When you think of cafeteria food, usually you don't think of baked ziti, sweet potato fries or blueberry pancakes.
But at Duval County Public Schools, those are just three of the several options students will see.
DCPS and Chartwells gave First Coast News an inside peek at some of the food students will be seeing this year. Dining director, Nelson Toro, says they really focused on making the food look good and giving students plenty of options. Something they heard frequently from students was that they wanted more ethnic foods and flavors.
"We have some Asian here, we have Italian and we have Mexican food. We also have American food like cheeseburgers, pizzas, chicken patties and things like that. We have Latin foods like rice and beans, so we got different countries from everywhere and we try to keep it diverse here in Jacksonville," Toro said.
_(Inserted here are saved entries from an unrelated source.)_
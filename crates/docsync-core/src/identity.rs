//! Instance identity and the account/group directory.

use serde::{Deserialize, Serialize};
use std::collections::{HashMap, HashSet};
use std::fmt;
use uuid::Uuid;

/// Name of the built-in system account.
pub const SYSTEM_ACCOUNT: &str = "SYSTEM";

/// Default group of the built-in system account.
pub const SYSTEM_GROUP: &str = "dba";

/// Unique identity of one replicating instance.
///
/// Compared against the `sender-instance-id` of inbound messages so an
/// instance never re-applies what it published itself.
#[derive(Debug, Clone, PartialEq, Eq, Hash, Serialize, Deserialize)]
pub struct InstanceId(String);

impl InstanceId {
    /// Wrap an existing identifier.
    #[must_use]
    pub fn new(id: impl Into<String>) -> Self {
        Self(id.into())
    }

    /// Generate a fresh random identity.
    #[must_use]
    pub fn generate() -> Self {
        Self(Uuid::new_v4().to_string())
    }

    /// The identity as a string slice.
    #[must_use]
    pub fn as_str(&self) -> &str {
        &self.0
    }
}

impl From<Uuid> for InstanceId {
    fn from(id: Uuid) -> Self {
        Self(id.to_string())
    }
}

impl fmt::Display for InstanceId {
    fn fmt(&self, f: &mut fmt::Formatter<'_>) -> fmt::Result {
        f.write_str(&self.0)
    }
}

/// A local account.
#[derive(Debug, Clone, PartialEq, Eq, Serialize, Deserialize)]
pub struct Account {
    /// Account name
    pub name: String,
    /// Group assigned when none is given
    pub default_group: String,
}

impl Account {
    /// Create an account.
    #[must_use]
    pub fn new(name: impl Into<String>, default_group: impl Into<String>) -> Self {
        Self {
            name: name.into(),
            default_group: default_group.into(),
        }
    }
}

/// Lookup service for accounts and groups, keyed by name.
pub trait Directory: Send + Sync {
    /// Find an account by name.
    fn account(&self, name: &str) -> Option<Account>;

    /// Find a group by name.
    fn group(&self, name: &str) -> Option<String>;

    /// The system account, which always resolves.
    fn system_account(&self) -> Account;
}

/// In-memory [`Directory`].
#[derive(Debug, Clone)]
pub struct LocalDirectory {
    system: Account,
    accounts: HashMap<String, Account>,
    groups: HashSet<String>,
}

impl Default for LocalDirectory {
    fn default() -> Self {
        Self::new(Account::new(SYSTEM_ACCOUNT, SYSTEM_GROUP))
    }
}

impl LocalDirectory {
    /// Create a directory holding only the given system account.
    #[must_use]
    pub fn new(system: Account) -> Self {
        let mut directory = Self {
            system: system.clone(),
            accounts: HashMap::new(),
            groups: HashSet::new(),
        };
        directory.add_account(system);
        directory
    }

    /// Register an account; its default group is registered too.
    pub fn add_account(&mut self, account: Account) {
        self.groups.insert(account.default_group.clone());
        self.accounts.insert(account.name.clone(), account);
    }

    /// Register a group.
    pub fn add_group(&mut self, name: impl Into<String>) {
        self.groups.insert(name.into());
    }

    /// Builder-style [`add_account`](Self::add_account).
    #[must_use]
    pub fn with_account(mut self, name: &str, default_group: &str) -> Self {
        self.add_account(Account::new(name, default_group));
        self
    }

    /// Builder-style [`add_group`](Self::add_group).
    #[must_use]
    pub fn with_group(mut self, name: &str) -> Self {
        self.add_group(name);
        self
    }
}

impl Directory for LocalDirectory {
    fn account(&self, name: &str) -> Option<Account> {
        self.accounts.get(name).cloned()
    }

    fn group(&self, name: &str) -> Option<String> {
        self.groups.get(name).cloned()
    }

    fn system_account(&self) -> Account {
        self.system.clone()
    }
}

#[cfg(test)]
mod tests {
    use super::*;

    #[test]
    fn system_account_always_present() {
        let directory = LocalDirectory::default();
        assert_eq!(directory.system_account().name, SYSTEM_ACCOUNT);
        assert!(directory.account(SYSTEM_ACCOUNT).is_some());
        assert_eq!(directory.group(SYSTEM_GROUP).as_deref(), Some(SYSTEM_GROUP));
    }

    #[test]
    fn accounts_register_their_group() {
        let directory = LocalDirectory::default()
            .with_account("alice", "staff")
            .with_group("editors");
        assert_eq!(directory.account("alice").unwrap().default_group, "staff");
        assert!(directory.group("staff").is_some());
        assert!(directory.group("editors").is_some());
        assert!(directory.group("nobody").is_none());
        assert!(directory.account("bob").is_none());
    }

    #[test]
    fn generated_ids_differ() {
        assert_ne!(InstanceId::generate(), InstanceId::generate());
    }
}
Elementary schools will typically get two different options, while high schools could get up to seven different meal options. But the big question is how do they make food look good and actually taste good while following the guidelines that reduce fats and sugars?
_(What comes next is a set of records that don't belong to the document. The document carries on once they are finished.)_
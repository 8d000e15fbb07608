//! Property-based tests for the change message wire model.

use docsync_proto::keys;
use docsync_proto::{ChangeMessage, Envelope, Operation, ResourceType};
use proptest::prelude::*;
use serde_json::Value;

fn resource_type() -> impl Strategy<Value = ResourceType> {
    prop::sample::select(ResourceType::ALL.to_vec())
}

fn operation() -> impl Strategy<Value = Operation> {
    prop::sample::select(Operation::ALL.to_vec())
}

fn path() -> impl Strategy<Value = String> {
    prop::collection::vec("[a-z0-9_.-]{1,8}", 1..5).prop_map(|segments| {
        let mut path = String::new();
        for segment in segments {
            path.push('/');
            path.push_str(&segment);
        }
        path
    })
}

fn metadata_value() -> impl Strategy<Value = Value> {
    prop_oneof![
        "[ -~]{0,16}".prop_map(Value::from),
        any::<i64>().prop_map(Value::from),
        any::<bool>().prop_map(Value::from),
    ]
}

fn metadata_key() -> impl Strategy<Value = String> {
    "[a-z][a-z-]{0,12}".prop_filter("routing keys are not metadata", |key| {
        !keys::is_routing_key(key)
    })
}

prop_compose! {
    fn change_message()(
        resource_type in resource_type(),
        operation in operation(),
        source in path(),
        destination in path(),
        metadata in prop::collection::btree_map(metadata_key(), metadata_value(), 0..6),
        payload in prop::collection::vec(any::<u8>(), 0..64),
    ) -> ChangeMessage {
        let mut message = ChangeMessage::new(resource_type, operation, source);
        message.metadata = metadata;
        if operation.has_destination() {
            message.destination_path = Some(destination);
        }
        if docsync_proto::message::carries_payload(resource_type, operation) {
            message.payload = Some(payload);
        }
        message
    }
}

proptest! {
    /// Envelope conversion is lossless for every valid message
    #[test]
    fn envelope_roundtrip(message in change_message()) {
        let decoded = ChangeMessage::from_envelope(&message.to_envelope()).unwrap();
        prop_assert_eq!(decoded, message);
    }

    /// CBOR wire encoding preserves the message
    #[test]
    fn cbor_roundtrip(message in change_message()) {
        let bytes = message.to_envelope().to_cbor().unwrap();
        let envelope = Envelope::from_cbor(&bytes).unwrap();
        let decoded = ChangeMessage::from_envelope(&envelope).unwrap();
        prop_assert_eq!(decoded, message);
    }

    /// Compressed payloads decode to the original content
    #[test]
    fn payload_codec_roundtrip(content in prop::collection::vec(any::<u8>(), 0..2048)) {
        let compressed = docsync_proto::codec::compress(&content).unwrap();
        let decoded = docsync_proto::codec::decode_body(
            Some(docsync_proto::codec::ZSTD_ENCODING),
            &compressed,
        ).unwrap();
        prop_assert_eq!(decoded, content);
    }
}

#[test]
fn unknown_properties_survive_as_metadata() {
    let envelope = Envelope::new()
        .with_property(keys::RESOURCE_TYPE, "COLLECTION")
        .with_property(keys::RESOURCE_OPERATION, "CREATE")
        .with_property(keys::SOURCE_PATH, "/db/a")
        .with_property("vendor-extension", serde_json::json!({"k": [1, "two"]}));

    let message = ChangeMessage::from_envelope(&envelope).unwrap();
    assert_eq!(
        message.metadata.get("vendor-extension"),
        Some(&serde_json::json!({"k": [1, "two"]}))
    );
}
"Creatively, with our chefs and culinary folks we like to try different herbs and seasonings and make sure those foods don't lose so much flavor that kids aren't willing to try them," said Brian Giles, Vice President of Operations for Chartwells.
Something else high school students should keep an eye out for are the "Brainfood" food trucks. One has Latin food and the other has more American food. The trucks will be rotating schools everyday to give kids an extra option. The design on the outside of the truck is actually from a Douglas Anderson student.